¿A QUÉ IGLESIA PERTENECEMOS O QUEREMOS PERTENECER?
¿Qué relación de pertenencia o identificación tenemos con la iglesia católica? Esta la reflexión en la que nos introduce Andrés Opazo en su entrega de esta semana. Se declara católico más no una persona de iglesia, al menos de esta iglesia. Sí se siente interpretado por la iglesia que emerge del Concilio Vaticano II. “Era una Iglesia que se cuestionaba profundamente a sí misma, e intentaba redefinir sus tareas y prácticas. Esa era mi Iglesia”, dice con toda claridad. Sin embargo, Juan Pablo II y luego Benedicto XVI “renunciaron al espíritu del Concilio, de apertura y de identificación con las alegrías y los dolores del mundo.” Y concluye diciendo que “hay de índole variada católicos que amamos a la Iglesia del Concilio, de Silva Henríquez y de Arnulfo Romero, a la vez que nos alejamos con vergüenza de la actual, soberbia, autorreferente y permisiva de abusos de índole variada.” Un planteamiento que nos interpela profundamente.
Por su parte, Rodrigo Silva nos relata dos experiencias de un hermoso y reciente sábado. Desde el análisis de la experiencia del dolor y el impacto y enseñanza que representa para cada uno, hasta el goce de una celebración eucarística con la participación de dos coros envueltos en una oración que revitaliza la presencia de Dios entre nosotros.
Experiencias que nos convocan.
DESENTENDERSE DE LA IGLESIA
¿Me siento miembro de la Iglesia? Fue
el tema de una reunión de mi comunidad a la que no pude asistir, por lo que
aquí expreso mi punto de vista.
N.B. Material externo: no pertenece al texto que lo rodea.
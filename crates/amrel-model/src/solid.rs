//! The constitutive model contract.
//!
//! A [`Solid`] exposes three pure functions of one kinematic tensor `X`:
//!
//! - `W(X)`: strain energy density
//! - `DW(X)`: first derivative (stress-like)
//! - `DDW(X)`: second derivative (stiffness)
//!
//! The helpers at the bottom of this module check `DW` and `DDW` against
//! centered finite differences of `W` and `DW`.

use crate::kinematics::KinematicVariable;
use crate::tensor::{Matrix, Stiffness, Symmetry};
#[cfg(test)]
use rand::Rng;
use std::fmt::Debug;

/// Stress and stiffness of a model evaluated at one displacement gradient,
/// both expressed with respect to `∇u`.
#[derive(Debug, Clone, Copy, PartialEq)]
pub struct Linearization<const D: usize> {
    pub stress: Matrix<D>,
    pub stiffness: Stiffness<D>,
}

#[cold]
fn not_implemented(what: &str, model: &str) -> ! {
    panic!("{what} is not implemented for model {model}")
}

/// Constitutive model interface.
///
/// `w`, `dw` and `ddw` default to a fatal "not implemented" panic so that a
/// partially registered model fails loudly the first time it is used.
pub trait Solid<const D: usize>: Clone + Debug + Send + Sync {
    /// Short family name used in diagnostics.
    fn name(&self) -> &'static str;

    fn kinematic_variable(&self) -> KinematicVariable;

    fn symmetry(&self) -> Symmetry;

    fn w(&self, x: &Matrix<D>) -> f64 {
        let _ = x;
        not_implemented("W", self.name())
    }

    fn dw(&self, x: &Matrix<D>) -> Matrix<D> {
        let _ = x;
        not_implemented("DW", self.name())
    }

    fn ddw(&self, x: &Matrix<D>) -> Stiffness<D> {
        let _ = x;
        not_implemented("DDW", self.name())
    }

    /// Energy density at a displacement gradient.
    fn energy(&self, gradu: &Matrix<D>) -> f64 {
        self.w(&self.kinematic_variable().from_gradu(gradu))
    }

    /// `∂W/∂(∇u)` at a displacement gradient.
    fn stress(&self, gradu: &Matrix<D>) -> Matrix<D> {
        let kv = self.kinematic_variable();
        kv.stress_wrt_gradu(self.dw(&kv.from_gradu(gradu)))
    }

    /// Stress and stiffness at a displacement gradient, both w.r.t. `∇u`.
    fn linearize(&self, gradu: &Matrix<D>) -> Linearization<D> {
        let kv = self.kinematic_variable();
        let x = kv.from_gradu(gradu);
        Linearization {
            stress: kv.stress_wrt_gradu(self.dw(&x)),
            stiffness: kv.stiffness_wrt_gradu(self.ddw(&x)),
        }
    }
}

/// Uniform random matrix with entries in `[-1, 1)`.
#[cfg(test)]
pub fn random_matrix<const D: usize, R: Rng + ?Sized>(rng: &mut R) -> Matrix<D> {
    Matrix::<D>::from_fn(|_, _| rng.gen_range(-1.0..1.0))
}

/// Relative error between `DW(x)` and a centered difference of `W`.
pub fn dw_relative_error<const D: usize, M: Solid<D>>(model: &M, x: &Matrix<D>, dx: f64) -> f64 {
    let analytic = model.dw(x);
    let numeric = Matrix::<D>::from_fn(|i, j| {
        let mut dxm = Matrix::<D>::zeros();
        dxm[(i, j)] = dx;
        (model.w(&(x + dxm)) - model.w(&(x - dxm))) / (2.0 * dx)
    });
    (numeric - analytic).norm() / numeric.norm()
}

/// Relative error between `DDW(x)` and a centered difference of `DW`.
pub fn ddw_relative_error<const D: usize, M: Solid<D>>(model: &M, x: &Matrix<D>, dx: f64) -> f64 {
    let analytic = model.ddw(x);
    let mut numeric = Stiffness::<D>::zero();
    for k in 0..D {
        for l in 0..D {
            let mut dxm = Matrix::<D>::zeros();
            dxm[(k, l)] = dx;
            let diff = (model.dw(&(x + dxm)) - model.dw(&(x - dxm))) / (2.0 * dx);
            for i in 0..D {
                for j in 0..D {
                    numeric.set(i, j, k, l, diff[(i, j)]);
                }
            }
        }
    }
    (numeric - analytic).norm() / numeric.norm()
}

/// Run `trials` derivative checks on models produced by `make`; returns the
/// worst relative error seen for `DW` and for `DDW`.
#[cfg(test)]
pub fn derivative_test<const D: usize, M, R>(
    rng: &mut R,
    trials: usize,
    mut make: impl FnMut(&mut R) -> M,
) -> (f64, f64)
where
    M: Solid<D>,
    R: Rng,
{
    let dx = 1e-8;
    let mut worst = (0.0_f64, 0.0_f64);
    for _ in 0..trials {
        let model = make(rng);
        let x = random_matrix::<D, R>(rng);
        let e1 = dw_relative_error(&model, &x, dx);
        let e2 = ddw_relative_error(&model, &x, dx);
        // NaN must surface as a failure, so no f64::max here
        worst.0 = if e1.is_nan() || e1 > worst.0 { e1 } else { worst.0 };
        worst.1 = if e2.is_nan() || e2 > worst.1 { e2 } else { worst.1 };
    }
    worst
}
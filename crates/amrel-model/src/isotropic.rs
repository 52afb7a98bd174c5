//! Isotropic linear elasticity and its affine (eigenstrain) variant.

use crate::error::{ModelError, Result};
use crate::kinematics::KinematicVariable;
use crate::solid::Solid;
#[cfg(test)]
use crate::solid::random_matrix;
use crate::tensor::{Matrix, Stiffness, Symmetry};
#[cfg(test)]
use rand::Rng;
use std::ops::{Add, Div, Mul, Sub};

/// Convert Young's modulus and Poisson ratio to `(λ, μ)`.
pub fn lame_from_youngs(youngs: f64, nu: f64) -> Result<(f64, f64)> {
    if !(youngs.is_finite() && youngs > 0.0) {
        return Err(ModelError::InvalidParameter(format!(
            "Young's modulus must be positive, got {youngs}"
        )));
    }
    if !(nu > -1.0 && nu < 0.5) {
        return Err(ModelError::InvalidParameter(format!(
            "Poisson ratio must lie in (-1, 0.5), got {nu}"
        )));
    }
    let lambda = youngs * nu / ((1.0 + nu) * (1.0 - 2.0 * nu));
    let mu = youngs / (2.0 * (1.0 + nu));
    Ok((lambda, mu))
}

/// `σ = λ tr(∇u) I + μ (∇u + ∇uᵀ)`
#[derive(Debug, Clone, Copy, PartialEq)]
pub struct LinearIsotropic {
    /// First Lamé parameter
    pub lambda: f64,
    /// Shear modulus
    pub mu: f64,
}

impl LinearIsotropic {
    pub fn new(lambda: f64, mu: f64) -> Self {
        Self { lambda, mu }
    }

    pub fn from_youngs(youngs: f64, nu: f64) -> Result<Self> {
        let (lambda, mu) = lame_from_youngs(youngs, nu)?;
        Ok(Self { lambda, mu })
    }

    #[cfg(test)]
    pub fn random<R: Rng + ?Sized>(rng: &mut R) -> Self {
        Self::new(rng.gen_range(0.0..1.0), rng.gen_range(0.0..1.0))
    }

    pub fn stiffness<const D: usize>(&self) -> Stiffness<D> {
        Stiffness::isotropic(self.lambda, self.mu)
    }
}

impl<const D: usize> Solid<D> for LinearIsotropic {
    fn name(&self) -> &'static str {
        "isotropic"
    }

    fn kinematic_variable(&self) -> KinematicVariable {
        KinematicVariable::Gradu
    }

    fn symmetry(&self) -> Symmetry {
        Symmetry::Isotropic
    }

    fn w(&self, x: &Matrix<D>) -> f64 {
        0.5 * self.stiffness::<D>().contract(x, x)
    }

    fn dw(&self, x: &Matrix<D>) -> Matrix<D> {
        Matrix::<D>::identity() * (self.lambda * x.trace()) + (x + x.transpose()) * self.mu
    }

    fn ddw(&self, _x: &Matrix<D>) -> Stiffness<D> {
        self.stiffness()
    }
}

impl Add for LinearIsotropic {
    type Output = Self;
    fn add(self, rhs: Self) -> Self {
        Self::new(self.lambda + rhs.lambda, self.mu + rhs.mu)
    }
}

impl Sub for LinearIsotropic {
    type Output = Self;
    fn sub(self, rhs: Self) -> Self {
        Self::new(self.lambda - rhs.lambda, self.mu - rhs.mu)
    }
}

impl Mul<f64> for LinearIsotropic {
    type Output = Self;
    fn mul(self, alpha: f64) -> Self {
        Self::new(self.lambda * alpha, self.mu * alpha)
    }
}

impl Div<f64> for LinearIsotropic {
    type Output = Self;
    fn div(self, alpha: f64) -> Self {
        Self::new(self.lambda / alpha, self.mu / alpha)
    }
}

/// Isotropic model evaluated at `X - F0`.
#[derive(Debug, Clone, Copy, PartialEq)]
pub struct AffineIsotropic<const D: usize> {
    pub base: LinearIsotropic,
    /// Eigenstrain offset
    pub f0: Matrix<D>,
}

impl<const D: usize> AffineIsotropic<D> {
    pub fn new(lambda: f64, mu: f64, f0: Matrix<D>) -> Self {
        Self {
            base: LinearIsotropic::new(lambda, mu),
            f0,
        }
    }

    #[cfg(test)]
    pub fn random<R: Rng + ?Sized>(rng: &mut R) -> Self {
        let base = LinearIsotropic::random(rng);
        Self {
            base,
            f0: random_matrix(rng),
        }
    }
}

impl<const D: usize> Solid<D> for AffineIsotropic<D> {
    fn name(&self) -> &'static str {
        "affine-isotropic"
    }

    fn kinematic_variable(&self) -> KinematicVariable {
        KinematicVariable::Gradu
    }

    fn symmetry(&self) -> Symmetry {
        Symmetry::Isotropic
    }

    fn w(&self, x: &Matrix<D>) -> f64 {
        self.base.w(&(x - self.f0))
    }

    fn dw(&self, x: &Matrix<D>) -> Matrix<D> {
        self.base.dw(&(x - self.f0))
    }

    fn ddw(&self, x: &Matrix<D>) -> Stiffness<D> {
        self.base.ddw(&(x - self.f0))
    }
}

impl<const D: usize> Add for AffineIsotropic<D> {
    type Output = Self;
    fn add(self, rhs: Self) -> Self {
        Self {
            base: self.base + rhs.base,
            f0: self.f0 + rhs.f0,
        }
    }
}

impl<const D: usize> Sub for AffineIsotropic<D> {
    type Output = Self;
    fn sub(self, rhs: Self) -> Self {
        Self {
            base: self.base - rhs.base,
            f0: self.f0 - rhs.f0,
        }
    }
}

impl<const D: usize> Mul<f64> for AffineIsotropic<D> {
    type Output = Self;
    fn mul(self, alpha: f64) -> Self {
        Self {
            base: self.base * alpha,
            f0: self.f0 * alpha,
        }
    }
}

impl<const D: usize> Div<f64> for AffineIsotropic<D> {
    type Output = Self;
    fn div(self, alpha: f64) -> Self {
        Self {
            base: self.base / alpha,
            f0: self.f0 / alpha,
        }
    }
}

#[cfg(test)]
mod tests {
    use super::*;
    use crate::solid::derivative_test;
    use approx::assert_relative_eq;
    use rand::SeedableRng;
    use rand::rngs::StdRng;

    #[test]
    fn lame_conversion() {
        let (lambda, mu) = lame_from_youngs(210.0, 0.3).unwrap();
        assert_relative_eq!(lambda, 210.0 * 0.3 / (1.3 * 0.4), epsilon = 1e-12);
        assert_relative_eq!(mu, 210.0 / 2.6, epsilon = 1e-12);
        assert!(lame_from_youngs(1.0, 0.5).is_err());
        assert!(lame_from_youngs(-1.0, 0.2).is_err());
    }

    #[test]
    fn linear_derivatives_are_consistent() {
        let mut rng = StdRng::seed_from_u64(11);
        let (e1, e2) = derivative_test::<2, _, _>(&mut rng, 10, |r| LinearIsotropic::random(r));
        assert!(e1 < 1e-6, "DW relative error {e1}");
        assert!(e2 < 1e-6, "DDW relative error {e2}");
        let (e1, e2) = derivative_test::<3, _, _>(&mut rng, 10, |r| LinearIsotropic::random(r));
        assert!(e1 < 1e-6 && e2 < 1e-6);
    }

    #[test]
    fn affine_derivatives_are_consistent() {
        let mut rng = StdRng::seed_from_u64(12);
        let (e1, e2) = derivative_test::<3, _, _>(&mut rng, 10, |r| AffineIsotropic::random(r));
        assert!(e1 < 1e-6, "DW relative error {e1}");
        assert!(e2 < 1e-6, "DDW relative error {e2}");
    }

    #[test]
    fn affine_stress_vanishes_at_eigenstrain() {
        let f0 = Matrix::<2>::new(0.01, 0.0, 0.0, 0.01);
        let model = AffineIsotropic::new(1.0, 1.0, f0);
        assert_relative_eq!(model.dw(&f0).norm(), 0.0);
        assert_relative_eq!(model.w(&f0), 0.0);
    }
}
Estimo que renegar de la Iglesia y apartarse de
ella a causa de los abusos sexuales cometidos por clérigos, refleja una fe un
tanto infantil. La Iglesia es la comunidad de fe en Jesús de Nazaret, una comunión
espiritual que puede tener diversas modalidades de organización, las que son
necesariamente históricas y, por lo tanto, cambiantes según mentalidades y
culturas. Los católicos podemos estar más o menos identificados con su actual forma
institucional, y podemos emitir juicios sobre su coherencia con nuestra fe.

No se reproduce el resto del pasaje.